Extracted records below:

impl Composer {
    /// Creates a composer.
    #[must_use]
    pub const fn new(options: ComposeOptions) -> Self {
        Self { options }
    }

    /// Returns the options in use.
    #[must_use]
    pub const fn options(&self) -> &ComposeOptions {
        &self.options
    }

    /// Composes a message.
    ///
    /// # Errors
    ///
    /// Returns [`Error::UnsupportedEncoding`](crate::Error::UnsupportedEncoding)
    /// if a transfer encoding other than `7bit`, `quoted-printable` or
    /// `base64` is requested anywhere in the description. Every other
    /// problem degrades to a safe representation with a warning.
    pub fn compose(&self, description: &MessageDescription) -> Result<Composition> {
        let text_encoding = parse_encoding(description.text_encoding.as_deref())?;

        let mut alternatives = Vec::new();
        for (body, sub_type) in [
            (&description.text, "plain"),
            (&description.watch_html, "watch-html"),
            (&description.html, "html"),
        ] {
            if let Some(body) = body {
                let node = self.text_node(body, ContentType::new("text", sub_type), text_encoding);
                alternatives.push(Layout::Leaf(node));
            }
        }
        if let Some(event) = &description.ical_event {
            alternatives.push(Layout::Leaf(self.calendar_node(event)));
        }
        for alternative in &description.alternatives {
            alternatives.push(Layout::Leaf(self.alternative_node(alternative)?));
        }

        let has_html = description.html.is_some();
        let mut related = Vec::new();
        let mut mixed = Vec::new();
        for attachment in &description.attachments {
            let node = Layout::Leaf(self.attachment_node(attachment)?);
            if has_html && attachment.cid.is_some() {
                related.push(node);
            } else {
                mixed.push(node);
            }
        }

        let alternative_block = Layout::group(MultipartKind::Alternative, alternatives);
        let related_block = if related.is_empty() {
            alternative_block
        } else {
            let parts = alternative_block.into_iter().chain(related).collect();
            Layout::group(MultipartKind::Related, parts)
        };
        let root = if mixed.is_empty() {
            related_block
        } else {
            let parts = related_block.into_iter().chain(mixed).collect();
            Layout::group(MultipartKind::Mixed, parts)
        };

        let mut boundaries = description
            .base_boundary
            .as_deref()
            .map_or_else(BoundaryGenerator::from_clock, BoundaryGenerator::new);
        let root = root
            .unwrap_or_else(|| Layout::Leaf(ContentNode::empty()))
            .into_node(&mut boundaries);
        debug!(
            root = %root.content_type().essence(),
            multiparts = boundaries.current(),
            "Message structure"
        );

        let from = address::normalize(&description.from);
        let to = address::normalize(&description.to);
        let cc = address::normalize(&description.cc);
        let bcc = address::normalize(&description.bcc);
        let envelope = Envelope::new(&from, &[&to, &cc, &bcc]);
        let message_id = message_id(description.message_id.as_deref(), &from);

        let mut headers = Headers::new();
        headers.add("From", &from.header);
        headers.add("Sender", address::normalize(&description.sender).header);
        headers.add("To", &to.header);
        headers.add("Cc", &cc.header);
        if self.options.keep_bcc {
            headers.add("Bcc", &bcc.header);
        }
        headers.add("Reply-To", address::normalize(&description.reply_to).header);
        if let Some(in_reply_to) = &description.in_reply_to {
            headers.add("In-Reply-To", in_reply_to.as_str());
        }
        if let Some(references) = &description.references {
            headers.add("References", references.as_str());
        }
        if let Some(subject) = &description.subject {
            headers.add("Subject", sanitize_value(subject));
        }
        headers.add("Message-Id", message_id.as_str());
        headers.add(
            "Date",
            description
                .date
                .as_deref()
                .map_or_else(|| Utc::now().to_rfc2822(), sanitize_value),
        );
        for (name, value) in &description.headers {
            add_header_input(&mut headers, name, value);
        }

        Ok(Composition::new(
            root,
            headers,
            envelope,
            message_id,
            self.options.escape_smtp,
        ))
    }

    fn text_node(
        &self,
        body: &Content,
        content_type: ContentType,
        requested: Option<TransferEncoding>,
    ) -> ContentNode {
        if let Content::Raw(bytes) = body {
            return ContentNode::raw(content_type, bytes.clone());
        }
        let data = decode_content(body);
        let content_type = if data.is_ascii() {
            content_type
        } else {
            content_type.with_parameter("charset", "utf-8")
        };
        self.encoded_node(content_type, &data, requested, true)
    }

    fn calendar_node(&self, event: &IcalEvent) -> ContentNode {
        let content_type = ContentType::new("text", "calendar")
            .with_parameter("charset", "utf-8")
            .with_parameter("method", event.method());
        if let Content::Raw(bytes) = &event.content {
            return ContentNode::raw(content_type, bytes.clone());
        }
        self.encoded_node(content_type, &decode_content(&event.content), None, true)
    }

    fn alternative_node(&self, alternative: &Alternative) -> Result<ContentNode> {
        let requested = parse_encoding(alternative.content_transfer_encoding.as_deref())?;
        let content_type = alternative
            .content_type
            .as_deref()
            .map_or_else(|| ContentType::new("text", "plain"), parse_content_type);
        if let Content::Raw(bytes) = &alternative.content {
            return Ok(ContentNode::raw(content_type, bytes.clone()));
        }

        let data = decode_content(&alternative.content);
        let content_type = if content_type.is_text() && content_type.charset().is_none() && !data.is_ascii() {
            content_type.with_parameter("charset", "utf-8")
        } else {
            content_type
        };
        let is_text = content_type.is_textual();
        let node = self.encoded_node(content_type, &data, requested, is_text);
        Ok(node.with_headers(part_headers(&alternative.headers)))
    }

    fn attachment_node(&self, attachment: &Attachment) -> Result<ContentNode> {
        let requested = parse_encoding(attachment.content_transfer_encoding.as_deref())?;
        let filename = attachment.filename_str();
        let content_type = match (&attachment.content_type, filename) {
            (Some(content_type), _) => parse_content_type(content_type),
            (None, Some(filename)) => ContentType::from_filename(filename),
            (None, None) => ContentType::octet_stream(),
        };
        if let Content::Raw(bytes) = &attachment.content {
            return Ok(ContentNode::raw(content_type, bytes.clone()));
        }

        let data = decode_content(&attachment.content);
        let is_text = content_type.is_textual();
        let node = self.encoded_node(content_type, &data, requested, is_text);

        let mut headers = Headers::new();
        let disposition = attachment
            .content_disposition
            .as_deref()
            .map(str::trim)
            .filter(|d| !d.is_empty())
            .unwrap_or("attachment");
        headers.add("Content-Disposition", disposition_value(disposition, filename));
        if let Some(cid) = &attachment.cid {
            let cid = cid.trim().trim_start_matches('<').trim_end_matches('>');
            headers.add("Content-Id", format!("<{cid}>"));
        }
        headers.extend(part_headers(&attachment.headers).iter().map(|(n, v)| (n.to_string(), v.clone())));

        Ok(node.with_headers(headers))
    }

    fn encoded_node(
        &self,
        content_type: ContentType,
        data: &[u8],
        requested: Option<TransferEncoding>,
        is_text: bool,
    ) -> ContentNode {
        let (encoding, body) = transfer::encode(data, requested, &self.options.policy, is_text);
        debug!(content_type = %content_type.essence(), %encoding, size = data.len(), "Encoded part");
        ContentNode::new(content_type, encoding, body)
    }
}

End of Extracted records.

- **Work instruction**
Filter the listing above so that only lines holding the word "boundaries" remain, and report those lines.

- **Output for this task**
        let mut boundaries = description
            .into_node(&mut boundaries);
            multiparts = boundaries.current(),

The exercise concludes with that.